Change Log for the C# Version of Coco/R

  • New release: Dec, 22 2014
  • New names for set constants in Parser.
  • New release: Apr, 19 2011
  • Minor changes, cleanup.
  • Support for #line pragmas in the generated Parser.cs.
  • New release: Nov, 16 2010
  • Frame files provided as command line argument take now precedence over frame files in the source directory of the attributed grammar.
  • The namespace can be set as a directive in the attributed grammar:
    If the namespace is set in the attributed grammar and on the command line, the command line argument takes precedence.
  • New option checkEOF: With the option checkEOF the user can specify whether the generated parser should check if the entire input has been consumed after parsing, i.e., if the token after the start symbol of the grammar is an end-of-file token. The user can enable or disable this check by the following directive in the attributed grammar:
    $checkEOF=true // enable the end of file check (default)
    $checkEOF=false // disable the end of file check
  • Support for UTF-8 input: The token stores the character position in Token.charPos.
  • Support for copyright sections in the generated files. If a file named Copyright.frame is provided, it will be included at the top of the generated scanner and parser.
  • Cleanup, removed the marker $$$ from the end of the frame files.
  • Minor change: Code cleanup.
  • New release: Apr, 23 2010
  • Minor Change: Unreachable nonterminals trigger warnings (have been errors), as it is in the Java version.
  • New release: Jan, 11 2010
  • More robust scanner generation.
  • New release: Jun, 22 2009
  • More robust UTF-8 handling in ParserGen.CopySourcePart and Scanner.GetString.
  • Simplified Coco.atg (using statements handled by ANY).
  • New release: Mar, 27 2009
  • Support for pragmas which are part of terminal classes (thanks to Serge Voloshenyuk)
  • Minor change: Code cleanup.
  • New release: Nov, 8 2008
  • Bugfix in DFA.NumberNodes.
  • New release: Nov, 6 2008
  • Minor change: Code cleanup.
  • New release: Nov, 1 2008
  • Minor change: More robust Scanner, never assign Buffer.EOF to a char (which results in an overflow, and crashes in a checked environment).
  • New release: Oct, 1 2008
  • Bugfix: bug in the construction of the scanner automaton fixed.
  • Minor change: More robust Peek method is Scanner.
  • Minor change: Allow underscores (_) in identifiers.
  • Minor change: The grammar dependent fields Scanner.start and Parser.set are now static. This speeds up the case where many instances of the compiler are created. Especially when the grammar is big, but the input sentences are short.
  • Bugfix in DFA.cs, possible crash in generated Scanners with IGNORECASE feature.
  • Enhanced support for input streams: Previously we did support seek-able streams with fixed size (e.g. files), but not non seek-able streams (e.g. network). Now we support both stream types.

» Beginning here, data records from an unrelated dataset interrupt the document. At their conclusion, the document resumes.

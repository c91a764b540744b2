//! 班级学生（选课）

use actix_web::{HttpRequest, HttpResponse, Result as ActixResult};
use tracing::info;

use super::ClassService;
use crate::errors::NotaDezError;
use crate::models::{ApiResponse, ErrorCode};
use crate::services::access::{current_user_id, ensure_owner};
use crate::services::{conflict, error_response, not_found};
use crate::storage::OwnedResource;

pub async fn list_students(
    service: &ClassService,
    request: &HttpRequest,
    class_id: i64,
) -> ActixResult<HttpResponse> {
    let storage = service.get_storage(request);
    let user_id = match current_user_id(request) {
        Ok(id) => id,
        Err(resp) => return Ok(resp),
    };
    if let Err(resp) = ensure_owner(&storage, user_id, OwnedResource::Class, class_id).await {
        return Ok(resp);
    }

    match storage.list_class_students(class_id).await {
        Ok(students) => Ok(HttpResponse::Ok().json(ApiResponse::success(
            students,
            "Class students retrieved successfully",
        ))),
        Err(e) => Ok(error_response(&e, ErrorCode::Conflict)),
    }
}

pub async fn enroll_student(
    service: &ClassService,
    request: &HttpRequest,
    class_id: i64,
    student_id: i64,
) -> ActixResult<HttpResponse> {
    let storage = service.get_storage(request);
    let user_id = match current_user_id(request) {
        Ok(id) => id,
        Err(resp) => return Ok(resp),
    };
    if let Err(resp) = ensure_owner(&storage, user_id, OwnedResource::Class, class_id).await {
        return Ok(resp);
    }

    match storage.get_student_by_id(student_id).await {
        Ok(Some(_)) => {}
        Ok(None) => return Ok(not_found(ErrorCode::StudentNotFound, "Student not found")),
        Err(e) => return Ok(error_response(&e, ErrorCode::Conflict)),
    }

    match storage.enroll_student(class_id, student_id).await {
        Ok(()) => {
            info!("Student {} enrolled in class {}", student_id, class_id);
            Ok(HttpResponse::Created().json(ApiResponse::success_empty(
                "Student enrolled successfully",
            )))
        }
        Err(NotaDezError::UniqueViolation(_)) => Ok(conflict(
            ErrorCode::StudentAlreadyEnrolled,
            "Student is already enrolled in this class",
        )),
        Err(e) => Ok(error_response(&e, ErrorCode::StudentAlreadyEnrolled)),
    }
}

pub async fn unenroll_student(
    service: &ClassService,
    request: &HttpRequest,
    class_id: i64,
    student_id: i64,
) -> ActixResult<HttpResponse> {
    let storage = service.get_storage(request);
    let user_id = match current_user_id(request) {
        Ok(id) => id,
        Err(resp) => return Ok(resp),
    };
    if let Err(resp) = ensure_owner(&storage, user_id, OwnedResource::Class, class_id).await {
        return Ok(resp);
    }

    match storage.unenroll_student(class_id, student_id).await {
        Ok(true) => {
            info!("Student {} removed from class {}", student_id, class_id);
            Ok(HttpResponse::Ok().json(ApiResponse::success_empty(
                "Student removed from class successfully",
            )))
        }
        Ok(false) => Ok(not_found(
            ErrorCode::StudentNotEnrolled,
            "Student is not enrolled in this class",
        )),
        Err(e) => Ok(error_response(&e, ErrorCode::Conflict)),
    }
}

Please note since our memory buffer keeps the entire history of a non seek-able stream, the maximum supported stream size is limited by the available memory and the runtime environment.
  • Bugfixes in the CSharp 2 Grammar:
    • Report an error on incomplete pre-processor directives
    • Allow unbound-type-names, see ECMA-334: 14.5.11 and 25.5. We allow them everywhere not only in typeof statements.
  • The possibility to set the output path with command line option "-o".
  • The main method returns 1 if the grammar contained an error.
  • The declaration of standard whitespaces (namely space) is again done in the file Scanner.frame.
  • Misplaced resolvers cause warnings instead of erros now.
  • The scanners generated by Coco/R can now also process Unicode characters in UTF-8 format. This implies that Coco/R itself supports UTF-8 now.
  • Attributes may now also contain the characters '<' and '>' (e.g. for operators or generic types). Such attributes must be enclosed in <. and .> brackets.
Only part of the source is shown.